[Stored data entries]

——

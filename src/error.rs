//! Error types for typed-snmp.
//!
//! Per-binding exception values (`noSuchObject`, `noSuchInstance`,
//! `endOfMibView`) are *not* errors. They arrive as ordinary
//! [`TypedValue`](crate::TypedValue)s and callers branch on them.

use std::net::SocketAddr;
use std::time::Duration;

use crate::typed::SnmpType;

/// Shorthand for results carrying [`Error`].
pub type Result<T> = std::result::Result<T, Error>;

/// Why a datagram failed to decode.
#[derive(Debug, Clone, Copy, PartialEq, Eq)]
pub enum DecodeErrorKind {
    UnexpectedTag { expected: u8, actual: u8 },
    /// Ran out of input mid-element.
    TruncatedData,
    IndefiniteLength,
    /// INTEGER wider than the target type.
    IntegerOverflow,
    ZeroLengthInteger,
    InvalidOidEncoding,
    OidTooLong { count: usize, max: usize },
    /// Version field other than 0 or 1.
    UnknownVersion(i32),
    UnknownPduType(u8),
    /// A well-formed PDU that is not a Response.
    UnexpectedPduType(u8),
    ConstructedOctetString,
    InvalidNull,
    /// IpAddress content not exactly 4 octets.
    InvalidIpAddressLength { length: usize },
    LengthTooLong { octets: usize },
    LengthExceedsMax { length: usize, max: usize },
    /// Counter64 content longer than 9 octets.
    Integer64TooLong { length: usize },
    /// Bytes left over after the outer SEQUENCE.
    TrailingData { length: usize },
}

impl std::fmt::Display for DecodeErrorKind {
    fn fmt(&self, f: &mut std::fmt::Formatter<'_>) -> std::fmt::Result {
        match self {
            Self::UnexpectedTag { expected, actual } => {
                write!(f, "expected tag 0x{:02X}, got 0x{:02X}", expected, actual)
            }
            Self::TruncatedData => write!(f, "unexpected end of data"),
            Self::IndefiniteLength => write!(f, "indefinite length encoding not supported"),
            Self::IntegerOverflow => write!(f, "integer overflow"),
            Self::ZeroLengthInteger => write!(f, "zero-length integer"),
            Self::InvalidOidEncoding => write!(f, "invalid OID encoding"),
            Self::OidTooLong { count, max } => {
                write!(f, "OID has {} arcs, exceeds maximum {}", count, max)
            }
            Self::UnknownVersion(v) => write!(f, "unknown SNMP version: {}", v),
            Self::UnknownPduType(t) => write!(f, "unknown PDU type: 0x{:02X}", t),
            Self::UnexpectedPduType(t) => write!(f, "unexpected PDU type: 0x{:02X}", t),
            Self::ConstructedOctetString => {
                write!(f, "constructed OCTET STRING (0x24) not supported")
            }
            Self::InvalidNull => write!(f, "NULL with non-zero length"),
            Self::InvalidIpAddressLength { length } => {
                write!(f, "IP address must be 4 bytes, got {}", length)
            }
            Self::LengthTooLong { octets } => {
                write!(f, "length encoding too long ({} octets)", octets)
            }
            Self::LengthExceedsMax { length, max } => {
                write!(f, "length {} exceeds maximum {}", length, max)
            }
            Self::Integer64TooLong { length } => {
                write!(f, "integer64 too long: {} bytes", length)
            }
            Self::TrailingData { length } => {
                write!(f, "{} trailing bytes after message", length)
            }
        }
    }
}

/// OID validation error kinds.
#[derive(Debug, Clone, Copy, PartialEq, Eq)]
pub enum OidErrorKind {
    /// Invalid arc value.
    InvalidArc,
    /// First arc must be 0, 1, or 2.
    InvalidFirstArc(u32),
    /// Second arc too large for first arc value.
    InvalidSecondArc { first: u32, second: u32 },
    /// OID has too many arcs (exceeds MAX_OID_LEN).
    TooManyArcs { count: usize, max: usize },
}

impl std::fmt::Display for OidErrorKind {
    fn fmt(&self, f: &mut std::fmt::Formatter<'_>) -> std::fmt::Result {
        match self {
            Self::InvalidArc => write!(f, "invalid arc value"),
            Self::InvalidFirstArc(v) => write!(f, "first arc must be 0, 1, or 2, got {}", v),
            Self::InvalidSecondArc { first, second } => {
                write!(f, "second arc {} too large for first arc {}", second, first)
            }
            Self::TooManyArcs { count, max } => {
                write!(f, "OID has {} arcs, exceeds maximum {}", count, max)
            }
        }
    }
}

/// Why a value's text could not be converted to its native form.
#[derive(Debug, Clone, Copy, PartialEq, Eq)]
pub enum ConversionErrorKind {
    /// Text was empty.
    Empty,
    /// Text contained something other than an optional sign and decimal digits.
    InvalidDigit,
    /// Number does not fit the target type.
    Overflow,
    /// Text is not a dotted-quad IPv4 address.
    InvalidAddress,
    /// The type has no settable wire form.
    NotSettable,
}

impl From<&std::num::IntErrorKind> for ConversionErrorKind {
    fn from(kind: &std::num::IntErrorKind) -> Self {
        use std::num::IntErrorKind;
        match kind {
            IntErrorKind::Empty => Self::Empty,
            IntErrorKind::PosOverflow | IntErrorKind::NegOverflow => Self::Overflow,
            _ => Self::InvalidDigit,
        }
    }
}

impl std::fmt::Display for ConversionErrorKind {
    fn fmt(&self, f: &mut std::fmt::Formatter<'_>) -> std::fmt::Result {
        match self {
            Self::Empty => write!(f, "empty value"),
            Self::InvalidDigit => write!(f, "not a decimal integer"),
            Self::Overflow => write!(f, "integer out of range"),
            Self::InvalidAddress => write!(f, "not an IPv4 address"),
            Self::NotSettable => write!(f, "type cannot be sent in a SET"),
        }
    }
}

/// Request validation error kinds.
#[derive(Debug, Clone, Copy, PartialEq, Eq)]
pub enum RequestErrorKind {
    /// No OIDs were supplied.
    EmptyOidList,
    /// GETBULK non-repeaters was negative.
    NegativeNonRepeaters(i32),
    /// GETBULK max-repetitions was negative.
    NegativeMaxRepetitions(i32),
    /// GETBULK was requested on an SNMPv1 session.
    BulkUnsupported(crate::version::Version),
    /// SET carried an exception value.
    ExceptionInSet(SnmpType),
}

impl std::fmt::Display for RequestErrorKind {
    fn fmt(&self, f: &mut std::fmt::Formatter<'_>) -> std::fmt::Result {
        match self {
            Self::EmptyOidList => write!(f, "at least one OID is required"),
            Self::NegativeNonRepeaters(n) => {
                write!(f, "non-repeaters must be >= 0, got {}", n)
            }
            Self::NegativeMaxRepetitions(n) => {
                write!(f, "max-repetitions must be >= 0, got {}", n)
            }
            Self::BulkUnsupported(v) => write!(f, "GETBULK is not supported by {}", v),
            Self::ExceptionInSet(t) => write!(f, "{} cannot be set", t),
        }
    }
}

macro_rules! error_statuses {
    ($($variant:ident = $code:literal => $name:literal,)*) => {
        /// PDU error-status (RFC 3416 section 3).
        ///
        /// Codes outside 0..=18 are kept as [`ErrorStatus::Unknown`].
        #[derive(Debug, Clone, Copy, PartialEq, Eq)]
        #[non_exhaustive]
        pub enum ErrorStatus {
            $($variant,)*
            Unknown(i32),
        }

        impl ErrorStatus {
            pub fn from_i32(value: i32) -> Self {
                match value {
                    $($code => Self::$variant,)*
                    other => Self::Unknown(other),
                }
            }

            pub fn as_i32(&self) -> i32 {
                match self {
                    $(Self::$variant => $code,)*
                    Self::Unknown(code) => *code,
                }
            }

            /// The RFC name, e.g. `noSuchName`.
            pub fn name(&self) -> Option<&'static str> {
                match self {
                    $(Self::$variant => Some($name),)*
                    Self::Unknown(_) => None,
                }
            }
        }
    };
}

error_statuses! {
    NoError = 0 => "noError",
    TooBig = 1 => "tooBig",
    NoSuchName = 2 => "noSuchName",
    BadValue = 3 => "badValue",
    ReadOnly = 4 => "readOnly",
    GenErr = 5 => "genErr",
    NoAccess = 6 => "noAccess",
    WrongType = 7 => "wrongType",
    WrongLength = 8 => "wrongLength",
    WrongEncoding = 9 => "wrongEncoding",
    WrongValue = 10 => "wrongValue",
    NoCreation = 11 => "noCreation",
    InconsistentValue = 12 => "inconsistentValue",
    ResourceUnavailable = 13 => "resourceUnavailable",
    CommitFailed = 14 => "commitFailed",
    UndoFailed = 15 => "undoFailed",
    AuthorizationError = 16 => "authorizationError",
    NotWritable = 17 => "notWritable",
    InconsistentName = 18 => "inconsistentName",
}

impl std::fmt::Display for ErrorStatus {
    fn fmt(&self, f: &mut std::fmt::Formatter<'_>) -> std::fmt::Result {
        match self.name() {
            Some(name) => f.write_str(name),
            None => write!(f, "unknown({})", self.as_i32()),
        }
    }
}

/// Library error type.
#[derive(Debug, thiserror::Error)]
#[non_exhaustive]
pub enum Error {
    /// I/O error during communication.
    #[error("I/O error{}: {source}", target.map(|t| format!(" communicating with {}", t)).unwrap_or_default())]
    Io {
        target: Option<SocketAddr>,
        #[source]
        source: std::io::Error,
    },

    /// No response arrived within the configured timeout.
    #[error("timeout after {elapsed:?}{} (request_id={request_id})", target.map(|t| format!(" waiting for {}", t)).unwrap_or_default())]
    Timeout {
        target: Option<SocketAddr>,
        elapsed: Duration,
        request_id: i32,
    },

    /// SNMP protocol error returned by agent.
    ///
    /// `index` is the 1-based position in the request (0 when the agent did
    /// not blame a specific binding); `oid` is the request OID at that position.
    #[error("SNMP error{}: {status} at index {index}{}", target.map(|t| format!(" from {}", t)).unwrap_or_default(), oid.as_ref().map(|o| format!(" ({})", o)).unwrap_or_default())]
    Snmp {
        target: Option<SocketAddr>,
        status: ErrorStatus,
        index: u32,
        oid: Option<crate::oid::Oid>,
    },

    /// Invalid OID format.
    #[error("invalid OID{}: {kind}", input.as_ref().map(|i| format!(" '{}'", i)).unwrap_or_default())]
    InvalidOid {
        kind: OidErrorKind,
        input: Option<Box<str>>, // Only allocated when parsing string input
    },

    /// BER decoding error.
    #[error("decode error at offset {offset}: {kind}")]
    Decode {
        offset: usize,
        kind: DecodeErrorKind,
    },

    /// Value text could not be converted for its type.
    #[error("cannot convert {snmp_type} value '{input}': {kind}")]
    Conversion {
        snmp_type: SnmpType,
        input: Box<str>,
        kind: ConversionErrorKind,
    },

    /// Request rejected before anything was sent.
    #[error("invalid request: {kind}")]
    InvalidRequest { kind: RequestErrorKind },

    /// Response request ID doesn't match.
    #[error("request ID mismatch: expected {expected}, got {actual}")]
    RequestIdMismatch { expected: i32, actual: i32 },

    /// Response version doesn't match request.
    #[error("version mismatch: expected {expected:?}, got {actual:?}")]
    VersionMismatch {
        expected: crate::version::Version,
        actual: crate::version::Version,
    },

    /// Response carried a different number of bindings than were requested.
    #[error("response has {actual} varbinds, expected {expected}")]
    VarbindCountMismatch { expected: usize, actual: usize },

    /// A GET or SET response named a different OID than was requested.
    ///
    /// `index` is 1-based, like the agent's error-index.
    #[error("response binding {index} is {actual}, expected {expected}")]
    ResponseOidMismatch {
        index: usize,
        expected: crate::oid::Oid,
        actual: crate::oid::Oid,
    },

    /// Non-increasing OID detected during walk (agent misbehavior).
    ///
    /// Returned when a walk operation receives an OID that is not
    /// lexicographically greater than the previous OID, which would
    /// cause an infinite loop. This indicates a non-conformant SNMP agent.
    #[error("walk detected non-increasing OID: {previous} >= {current}")]
    NonIncreasingOid {
        previous: crate::oid::Oid,
        current: crate::oid::Oid,
    },
}

impl Error {
    /// Create a decode error.
    pub fn decode(offset: usize, kind: DecodeErrorKind) -> Self {
        Self::Decode { offset, kind }
    }

    /// Create an invalid OID error from a kind (no input string).
    pub fn invalid_oid(kind: OidErrorKind) -> Self {
        Self::InvalidOid { kind, input: None }
    }

    /// Create an invalid OID error with the input string that failed.
    pub fn invalid_oid_with_input(kind: OidErrorKind, input: impl Into<Box<str>>) -> Self {
        Self::InvalidOid {
            kind,
            input: Some(input.into()),
        }
    }

    /// Create an invalid request error.
    pub fn invalid_request(kind: RequestErrorKind) -> Self {
        Self::InvalidRequest { kind }
    }

    /// Get the target address if this error has one.
    pub fn target(&self) -> Option<SocketAddr> {
        match self {
            Self::Io { target, .. } => *target,
            Self::Timeout { target, .. } => *target,
            Self::Snmp { target, .. } => *target,
            _ => None,
        }
    }

    /// Whether this is a transport-level failure (timeout or I/O).
    pub fn is_transport(&self) -> bool {
        matches!(self, Self::Io { .. } | Self::Timeout { .. })
    }
}

#[cfg(test)]
mod tests {
    use super::*;
    use crate::oid;

    #[test]
    fn test_error_status_roundtrip() {
        for code in 0..=18 {
            assert_eq!(ErrorStatus::from_i32(code).as_i32(), code);
        }
        assert_eq!(ErrorStatus::from_i32(99), ErrorStatus::Unknown(99));
        assert_eq!(ErrorStatus::Unknown(99).as_i32(), 99);
    }

    #[test]
    fn test_error_status_display() {
        assert_eq!(ErrorStatus::NoSuchName.to_string(), "noSuchName");
        assert_eq!(ErrorStatus::InconsistentName.to_string(), "inconsistentName");
        assert_eq!(ErrorStatus::Unknown(42).to_string(), "unknown(42)");
    }

    #[test]
    fn test_snmp_error_display_includes_oid() {
        let err = Error::Snmp {
            target: Some("10.0.0.1:161".parse().unwrap()),
            status: ErrorStatus::NoSuchName,
            index: 1,
            oid: Some(oid!(1, 3, 6, 1, 2, 1, 1, 1, 0)),
        };
        assert_eq!(
            err.to_string(),
            "SNMP error from 10.0.0.1:161: noSuchName at index 1 (1.3.6.1.2.1.1.1.0)"
        );
    }

    #[test]
    fn test_target_and_transport_classification() {
        let addr: SocketAddr = "127.0.0.1:161".parse().unwrap();
        let timeout = Error::Timeout {
            target: Some(addr),
            elapsed: Duration::from_secs(1),
            request_id: 7,
        };
        assert_eq!(timeout.target(), Some(addr));
        assert!(timeout.is_transport());

        let mismatch = Error::RequestIdMismatch {
            expected: 1,
            actual: 2,
        };
        assert_eq!(mismatch.target(), None);
        assert!(!mismatch.is_transport());
    }

    #[test]
    fn test_conversion_error_display() {
        let err = Error::Conversion {
            snmp_type: SnmpType::Counter,
            input: "abc".into(),
            kind: ConversionErrorKind::InvalidDigit,
        };
        assert_eq!(
            err.to_string(),
            "cannot convert COUNTER value 'abc': not a decimal integer"
        );
    }
}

——

What you need to do = Only a number is wanted: how many lines above include "InvalidOidEncoding"?

Solved exercise = 2